Saponin-mediated cell membrane interference nanomedicine potentiates tumor chemo-immunotherapy via a perforin-granzyme-like mechanism.

Abstract

Pore formation can facilitate the release of various intracellular substances upon cell death, which is of critical benefit in tumor immunotherapy by immunogenic cell death (ICD). Given that effective endogenous antigen release is of primary importance for ICD-eliciting immunogenicity, in addition to enhancing the cytotoxicity of ICD, we designed an immunogenic induction strategy via pore formation based on saponin, a composite medium of membrane-disrupting agents.
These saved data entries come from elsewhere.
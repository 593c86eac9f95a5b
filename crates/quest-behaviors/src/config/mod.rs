//! EscortGroup configuration.
//!
//! A [`BehaviorElement`] is the declarative form handed over by the profile
//! loader: string attributes plus an optional list of search-path hotspots.
//! [`EscortConfig::from_element`] turns it into a typed, validated
//! configuration, collecting every problem before giving up.
//!
//! # Attributes
//!
//! | Attribute | Domain | Default |
//! |---|---|---|
//! | `StartNpcIdN` | mob id ≥ 1 | none |
//! | `StartEscortGossipOptions` | 1..=10, comma list | interact only |
//! | `EscortNpcIdN` | mob id ≥ 1, at least one | required |
//! | `EscortCountMax` | 1..=100 | 100 |
//! | `EscortCompleteWhen` | [`EscortCompleteWhen`] | `QuestComplete` |
//! | `EscortCompleteX/Y/Z` | non-zero point | none |
//! | `EscortCompleteMaxRange` | 1.0..=100.0 | 10.0 |
//! | `CombatMaxEngagementRangeDistance` | 1.0..=40.0 | 23.0 |
//! | `DebugReportUnitsOutOfRange` | bool | false |
//! | `EscortMaxFightDistance` | 5.0..=100.0 | 27.0 |
//! | `EscortMaxFollowDistance` | 3.0..=100.0 | 15.0 |
//! | `PriorityTargetIdN` | mob id ≥ 1 | none |
//! | `SearchForNpcsRadius` | 1.0..=100.0 | 75.0 |
//! | `NonCompeteDistance` | 0.0..=50.0 | 20.0 |
//! | `QuestId` | quest id ≥ 1 | none |
//! | `QuestObjectiveIndex` | 1..=5 | none |
//! | `QuestCompleteRequirement` | [`QuestCompleteRequirement`] | `NotComplete` |
//! | `QuestInLogRequirement` | [`QuestInLogRequirement`] | `InLog` |

mod attributes;

use std::collections::BTreeMap;

use bot_core::{NpcId, QuestId, QuestLog, Vec3};
use serde::{Deserialize, Serialize};
use strum::{Display, EnumString};
use tracing::warn;

use crate::error::{ConfigError, ConfigIssue};
use crate::path::parse_hotspots;
use attributes::AttributeReader;

/// Declarative behavior element as produced by the profile loader.
#[derive(Clone, Debug, Default, PartialEq, Serialize, Deserialize)]
pub struct BehaviorElement {
    #[serde(default)]
    pub attributes: BTreeMap<String, String>,
    /// Hotspot elements, each with `X`, `Y` and `Z` attributes.
    #[serde(default)]
    pub search_path: Vec<BTreeMap<String, String>>,
}

impl BehaviorElement {
    pub fn new() -> Self {
        Self::default()
    }

    pub fn with(mut self, name: impl Into<String>, value: impl ToString) -> Self {
        self.attributes.insert(name.into(), value.to_string());
        self
    }

    pub fn with_hotspot(mut self, x: f32, y: f32, z: f32) -> Self {
        let hotspot = [("X", x), ("Y", y), ("Z", z)]
            .into_iter()
            .map(|(axis, value)| (axis.to_owned(), value.to_string()))
            .collect();
        self.search_path.push(hotspot);
        self
    }
}

/// When the escort counts as done.
#[derive(Clone, Copy, Debug, PartialEq, Eq, Display, EnumString)]
#[strum(ascii_case_insensitive)]
pub enum EscortCompleteWhen {
    DestinationReached,
    QuestComplete,
    /// Quest complete, or the escort failed; failure ends the behavior.
    QuestCompleteOrFails,
    QuestObjectiveComplete,
}
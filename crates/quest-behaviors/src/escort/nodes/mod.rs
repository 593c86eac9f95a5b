//! Escort-specific behavior tree nodes.
//!
//! Nodes are unit structs (or small parameter structs) implementing
//! [`behavior_tree::Behavior`] over the escort [`Blackboard`](super::blackboard::Blackboard):
//!
//! - `conditions`: Nodes that only inspect the world and the blackboard
//! - `actions`: Nodes that command the host

pub mod actions;
pub mod conditions;

pub use actions::*;
pub use conditions::*;
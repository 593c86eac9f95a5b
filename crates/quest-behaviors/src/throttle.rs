//! Rate-limited gates.
//!
//! A [`Throttle`] opens at most once per interval. The first check always
//! opens; later checks open only once the interval has elapsed since the last
//! time the gate opened.

use std::time::{Duration, Instant};

#[derive(Clone, Debug)]
pub struct Throttle {
    interval: Duration,
    last_opened: Option<Instant>,
}

impl Throttle {
    pub const fn new(interval: Duration) -> Self {
        Self {
            interval,
            last_opened: None,
        }
    }

    /// Returns true and re-arms the gate when it is open at `now`.
    pub fn ready(&mut self, now: Instant) -> bool {
        match self.last_opened {
            Some(last) if now.saturating_duration_since(last) < self.interval => false,
            _ => {
                self.last_opened = Some(now);
                true
            }
        }
    }
}

#[cfg(test)]
mod tests {
    use super::*;

    #[test]
    fn opens_once_per_interval() {
        let start = Instant::now();
        let mut throttle = Throttle::new(Duration::from_secs(1));

        assert!(throttle.ready(start));
        assert!(!throttle.ready(start + Duration::from_millis(999)));
        assert!(throttle.ready(start + Duration::from_secs(1)));
        assert!(!throttle.ready(start + Duration::from_millis(1500)));
    }
}
//! The set of NPCs being escorted.

use bot_core::{Unit, UnitId, WorldQuery};
use tracing::debug;

/// Ordered handles of the escorted NPCs.
///
/// Members are tracked by id and re-resolved every tick; a member that no
/// longer resolves, or resolves dead, is pruned on the next viability check.
#[derive(Clone, Debug, Default, PartialEq, Eq)]
pub struct EscortedGroup {
    members: Vec<UnitId>,
}

impl EscortedGroup {
    pub fn new() -> Self {
        Self::default()
    }

    pub fn from_units(units: &[Unit]) -> Self {
        Self {
            members: units.iter().map(|unit| unit.id).collect(),
        }
    }

    pub fn ids(&self) -> &[UnitId] {
        &self.members
    }

    pub fn is_empty(&self) -> bool {
        self.members.is_empty()
    }

    pub fn clear(&mut self) {
        self.members.clear();
    }

    /// Drops members that are gone or dead.
    pub fn prune<W: WorldQuery + ?Sized>(&mut self, world: &W) {
        let before = self.members.len();
        self.members
            .retain(|id| world.unit(*id).is_some_and(|unit| unit.alive));
        if self.members.len() != before {
            debug!(
                pruned = before - self.members.len(),
                remaining = self.members.len(),
                "escorted group pruned"
            );
        }
    }

    /// Prunes, then reports whether anyone is left to escort.
    pub fn is_viable<W: WorldQuery + ?Sized>(&mut self, world: &W) -> bool {
        self.prune(world);
        !self.members.is_empty()
    }

    /// Current snapshots of the members that still resolve.
    pub fn members<W: WorldQuery + ?Sized>(&self, world: &W) -> Vec<Unit> {
        self.members.iter().filter_map(|id| world.unit(*id)).collect()
    }
}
In this study, saponin/polyphenol (ZS-TA) at appropriate concentrations directly caused membrane perforation by removing cholesterol from the membrane, thereby leading to the release of intracellular substances. Simultaneously, in situ nano-antigens (nano-Ags) were formed through the mechanism of protein-polyphenol interaction, and the nano-Ag served as a reservoir of antigens to trigger long-term immune effects. Meanwhile, this membrane perforation enhanced the uptake of chemotherapeutic drugs, serving as a general approach for drug delivery. Therefore, this work provides insights into the design of enhanced drug delivery systems and in situ vaccines to sensitize tumor chemo-immunotherapy.